== Prompt ==
Everything from the line containing "pub fn depth_write(&self)" through the line containing "applied.back.function_hash = self.back.function_hash;" should be repeated exactly, and nothing else from the data.

== Data records ==
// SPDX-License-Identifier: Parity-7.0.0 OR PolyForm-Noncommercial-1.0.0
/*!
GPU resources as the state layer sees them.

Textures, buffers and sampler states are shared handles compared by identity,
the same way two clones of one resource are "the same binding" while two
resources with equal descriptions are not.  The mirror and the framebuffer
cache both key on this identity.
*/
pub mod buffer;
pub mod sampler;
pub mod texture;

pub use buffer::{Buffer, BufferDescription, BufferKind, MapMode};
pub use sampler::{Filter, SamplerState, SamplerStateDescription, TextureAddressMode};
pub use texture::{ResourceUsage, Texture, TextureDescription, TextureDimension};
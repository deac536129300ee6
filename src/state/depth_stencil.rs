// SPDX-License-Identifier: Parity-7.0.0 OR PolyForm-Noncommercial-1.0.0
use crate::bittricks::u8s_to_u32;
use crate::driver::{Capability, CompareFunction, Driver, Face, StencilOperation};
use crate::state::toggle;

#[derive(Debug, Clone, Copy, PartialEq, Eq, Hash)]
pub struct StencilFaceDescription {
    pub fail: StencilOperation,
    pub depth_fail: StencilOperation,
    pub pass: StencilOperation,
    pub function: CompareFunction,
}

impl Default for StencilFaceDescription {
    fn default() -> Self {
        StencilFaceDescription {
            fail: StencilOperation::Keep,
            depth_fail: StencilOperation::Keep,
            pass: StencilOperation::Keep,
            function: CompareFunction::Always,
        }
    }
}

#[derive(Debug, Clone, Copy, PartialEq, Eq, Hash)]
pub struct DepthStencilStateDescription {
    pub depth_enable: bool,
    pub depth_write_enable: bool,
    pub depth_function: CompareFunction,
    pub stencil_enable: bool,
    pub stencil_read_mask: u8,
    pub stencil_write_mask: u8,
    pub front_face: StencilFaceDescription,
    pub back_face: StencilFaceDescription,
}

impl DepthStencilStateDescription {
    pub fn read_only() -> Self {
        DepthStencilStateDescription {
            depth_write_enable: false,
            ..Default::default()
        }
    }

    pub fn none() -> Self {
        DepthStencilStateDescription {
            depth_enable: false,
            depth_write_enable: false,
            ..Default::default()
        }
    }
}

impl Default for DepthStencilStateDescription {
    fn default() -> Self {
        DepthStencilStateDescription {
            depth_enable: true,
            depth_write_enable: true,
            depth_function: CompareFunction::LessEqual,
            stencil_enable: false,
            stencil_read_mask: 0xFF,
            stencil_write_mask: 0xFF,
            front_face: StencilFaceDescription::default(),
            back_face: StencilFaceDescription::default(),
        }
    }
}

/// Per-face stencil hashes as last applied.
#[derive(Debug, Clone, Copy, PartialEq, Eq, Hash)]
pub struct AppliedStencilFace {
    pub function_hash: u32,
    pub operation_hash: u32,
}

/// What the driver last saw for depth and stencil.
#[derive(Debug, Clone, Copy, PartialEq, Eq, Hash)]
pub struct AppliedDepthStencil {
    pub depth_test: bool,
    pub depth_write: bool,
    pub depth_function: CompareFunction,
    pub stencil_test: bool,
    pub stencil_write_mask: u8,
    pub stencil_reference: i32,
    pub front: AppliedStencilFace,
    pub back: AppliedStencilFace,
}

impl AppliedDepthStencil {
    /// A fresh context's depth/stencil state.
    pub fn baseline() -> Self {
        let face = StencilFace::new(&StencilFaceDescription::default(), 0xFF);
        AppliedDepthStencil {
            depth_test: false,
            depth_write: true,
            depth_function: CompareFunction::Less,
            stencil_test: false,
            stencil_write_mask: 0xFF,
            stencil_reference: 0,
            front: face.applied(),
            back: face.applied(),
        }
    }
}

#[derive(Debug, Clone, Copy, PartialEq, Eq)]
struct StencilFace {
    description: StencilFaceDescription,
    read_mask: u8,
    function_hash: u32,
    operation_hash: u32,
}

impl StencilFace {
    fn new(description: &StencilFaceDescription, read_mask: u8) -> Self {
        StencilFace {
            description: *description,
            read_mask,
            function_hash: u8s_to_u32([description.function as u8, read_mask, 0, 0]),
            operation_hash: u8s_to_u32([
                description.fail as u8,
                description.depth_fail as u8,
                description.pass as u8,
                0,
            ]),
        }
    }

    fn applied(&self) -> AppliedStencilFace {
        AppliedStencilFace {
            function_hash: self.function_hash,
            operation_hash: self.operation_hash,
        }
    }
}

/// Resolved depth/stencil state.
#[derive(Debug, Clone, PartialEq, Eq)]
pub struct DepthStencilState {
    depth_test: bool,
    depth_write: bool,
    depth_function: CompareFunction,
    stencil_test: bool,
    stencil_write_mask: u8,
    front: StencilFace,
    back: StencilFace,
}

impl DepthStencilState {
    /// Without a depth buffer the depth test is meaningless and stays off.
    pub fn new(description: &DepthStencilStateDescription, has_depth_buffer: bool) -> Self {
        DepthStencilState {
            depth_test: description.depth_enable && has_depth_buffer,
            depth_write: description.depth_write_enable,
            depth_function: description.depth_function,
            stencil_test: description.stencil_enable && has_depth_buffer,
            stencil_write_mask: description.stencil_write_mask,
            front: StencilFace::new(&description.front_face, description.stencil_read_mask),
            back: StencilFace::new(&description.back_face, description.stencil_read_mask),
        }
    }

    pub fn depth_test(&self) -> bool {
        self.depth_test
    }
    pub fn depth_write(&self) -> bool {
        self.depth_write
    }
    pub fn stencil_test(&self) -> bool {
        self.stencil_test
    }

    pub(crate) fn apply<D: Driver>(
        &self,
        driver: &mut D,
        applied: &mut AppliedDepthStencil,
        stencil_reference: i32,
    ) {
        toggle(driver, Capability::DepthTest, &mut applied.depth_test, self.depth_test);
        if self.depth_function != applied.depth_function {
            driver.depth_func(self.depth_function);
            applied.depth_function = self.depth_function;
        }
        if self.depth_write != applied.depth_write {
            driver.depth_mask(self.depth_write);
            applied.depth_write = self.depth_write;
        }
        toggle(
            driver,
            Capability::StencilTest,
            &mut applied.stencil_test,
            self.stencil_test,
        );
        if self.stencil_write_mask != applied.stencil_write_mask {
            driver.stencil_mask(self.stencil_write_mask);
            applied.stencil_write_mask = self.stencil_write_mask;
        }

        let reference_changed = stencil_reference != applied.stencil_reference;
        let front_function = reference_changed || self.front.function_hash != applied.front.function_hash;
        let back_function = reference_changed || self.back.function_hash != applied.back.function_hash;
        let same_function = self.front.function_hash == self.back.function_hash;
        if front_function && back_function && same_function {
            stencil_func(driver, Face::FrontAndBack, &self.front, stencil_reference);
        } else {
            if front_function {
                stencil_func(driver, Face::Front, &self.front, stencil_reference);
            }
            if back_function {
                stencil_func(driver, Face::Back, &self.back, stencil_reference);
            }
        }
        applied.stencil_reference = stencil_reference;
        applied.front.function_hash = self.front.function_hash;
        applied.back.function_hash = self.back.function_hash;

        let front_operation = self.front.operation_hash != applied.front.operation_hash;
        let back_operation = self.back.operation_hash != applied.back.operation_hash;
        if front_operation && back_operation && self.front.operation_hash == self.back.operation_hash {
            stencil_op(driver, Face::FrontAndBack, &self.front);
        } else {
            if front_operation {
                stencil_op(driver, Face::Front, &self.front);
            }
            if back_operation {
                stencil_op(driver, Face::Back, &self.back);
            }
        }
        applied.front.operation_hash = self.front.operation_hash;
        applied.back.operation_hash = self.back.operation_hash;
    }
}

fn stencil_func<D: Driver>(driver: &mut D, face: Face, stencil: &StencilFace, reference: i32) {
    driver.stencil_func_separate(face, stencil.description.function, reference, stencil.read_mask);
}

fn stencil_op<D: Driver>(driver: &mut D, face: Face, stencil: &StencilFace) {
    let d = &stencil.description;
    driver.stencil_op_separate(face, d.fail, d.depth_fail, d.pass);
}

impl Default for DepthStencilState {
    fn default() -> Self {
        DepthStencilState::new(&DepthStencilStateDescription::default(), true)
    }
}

== Reply ==
    pub fn depth_write(&self) -> bool {
        self.depth_write
    }
    pub fn stencil_test(&self) -> bool {
        self.stencil_test
    }

    pub(crate) fn apply<D: Driver>(
        &self,
        driver: &mut D,
        applied: &mut AppliedDepthStencil,
        stencil_reference: i32,
    ) {
        toggle(driver, Capability::DepthTest, &mut applied.depth_test, self.depth_test);
        if self.depth_function != applied.depth_function {
            driver.depth_func(self.depth_function);
            applied.depth_function = self.depth_function;
        }
        if self.depth_write != applied.depth_write {
            driver.depth_mask(self.depth_write);
            applied.depth_write = self.depth_write;
        }
        toggle(
            driver,
            Capability::StencilTest,
            &mut applied.stencil_test,
            self.stencil_test,
        );
        if self.stencil_write_mask != applied.stencil_write_mask {
            driver.stencil_mask(self.stencil_write_mask);
            applied.stencil_write_mask = self.stencil_write_mask;
        }

        let reference_changed = stencil_reference != applied.stencil_reference;
        let front_function = reference_changed || self.front.function_hash != applied.front.function_hash;
        let back_function = reference_changed || self.back.function_hash != applied.back.function_hash;
        let same_function = self.front.function_hash == self.back.function_hash;
        if front_function && back_function && same_function {
            stencil_func(driver, Face::FrontAndBack, &self.front, stencil_reference);
        } else {
            if front_function {
                stencil_func(driver, Face::Front, &self.front, stencil_reference);
            }
            if back_function {
                stencil_func(driver, Face::Back, &self.back, stencil_reference);
            }
        }
        applied.stencil_reference = stencil_reference;
        applied.front.function_hash = self.front.function_hash;
        applied.back.function_hash = self.back.function_hash;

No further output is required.